We all know that forests play a vital role in tackling climate change by storing carbon that would otherwise be released into the atmosphere. But did you know that the wild animals in these forests also have a crucial role in the environment? Protecting wildlife could significantly reduce the frequency and intensity of destructive forest wildfires. Plant-eating animals minimize the amount of grass that can fuel fires through grazing. Scholars have argued that the white rhinoceros has reduced the spread and intensity of the fire in some countries. Besides, large wild grass-eaters such as elephants, zebras, rhinos, and camels do not produce so much methane, a potent greenhouse gas, as domestic livestock. The idea is that they digest grass in various ways compared to livestock using a single stomach to regurgitate food. But that is not all. Wildlife has also helped forest store carbon more efficiently. Many tree species in tropical rainforests rely on animals like elephants and toucans to eat their fleshy fruits – and help disperse their seeds. Studies have shown that the loss of such trees results in as much as a 10 percent drop in the carbon storage potential of tropical forests.

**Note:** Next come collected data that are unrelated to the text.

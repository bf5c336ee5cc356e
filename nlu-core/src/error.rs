//! # Erros do conversor
//!
//! Um único enum cobre leitura de corpora, tradução de offsets, configuração e divisão
//! estratificada. Erros de registro (um exemplo malformado) são isolados pelo leitor do
//! corpus; os demais sobem com `?` até o chamador.

use thiserror::Error;

/// Resultado padrão do crate.
pub type Result<T> = std::result::Result<T, NluError>;

#[derive(Error, Debug)]
pub enum NluError {
    /// O corpus existe apenas em memória (ex: `mock`) e não possui arquivo no disco.
    #[error("corpus `{0}` has no file on disk")]
    UnsupportedCorpus(String),

    #[error("unknown corpus `{0}`")]
    UnknownCorpus(String),

    #[error("unknown task `{0}`")]
    UnknownTask(String),

    /// Índice de token (NLU Evaluation Corpora) fora da lista de tokens do texto.
    #[error("token index {index} out of range ({len} tokens) in {text:?}")]
    TokenIndexOutOfRange {
        index: usize,
        len: usize,
        text: String,
    },

    #[error("missing field `{0}`")]
    MissingField(String),

    #[error("invalid record: {0}")]
    InvalidRecord(String),

    #[error("invalid split: {0}")]
    InvalidSplit(String),

    #[error("configuration error: {0}")]
    Config(String),

    #[error("IO error: {0}")]
    Io(#[from] std::io::Error),

    #[error("JSON error: {0}")]
    Json(#[from] serde_json::Error),
}

impl NluError {
    pub fn invalid_record(msg: impl Into<String>) -> Self {
        NluError::InvalidRecord(msg.into())
    }

    pub fn invalid_split(msg: impl Into<String>) -> Self {
        NluError::InvalidSplit(msg.into())
    }

    pub fn config(msg: impl Into<String>) -> Self {
        NluError::Config(msg.into())
    }
}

Increasing human populations pose a threat to wildlife as precious resources dwindle. Whether it is science, food, or greed, humans endanger animals, sometimes without considering the enormous impact wildlife can have on the posterity of our planet. What can we do? AUEF invites us to stay informed on the issues, to know our impact on the ecosystem, and take our part in protecting wildlife. Creating wildlife-friendly environments can start right in our backyard and our community. Plant native species of trees, bushes, and plants, especially those that flower and provide food sources for wild animals. Get involved in an organization that supports community trees like AUEF or learn how to plant your own. In addition to planting native trees for wildlife in your area, you can also help by installing bird feeders to create a friendly environment for them. In addition to giving birds needed shelter and sustenance, watching the birds that visit can be very entertaining. Picking up trash protects the environment and keeps our surroundings clean. It also saves wildlife. Plastic bags and twine can easily trap birds and smaller animals, hurting or killing them or making them easy prey. So put on your gloves, grab some trash bags, and pick up litter to protect wildlife—and keep your neighborhood clean. What animal rights issue troubles you the most? Is it poaching or abuse? Whether it is poaching or animal cruelty, you can act. The transformative changes we urgently need require a collaborative approach on a national scale if we are to halt and reverse the decline in wild animals and the natural world – before it is too late.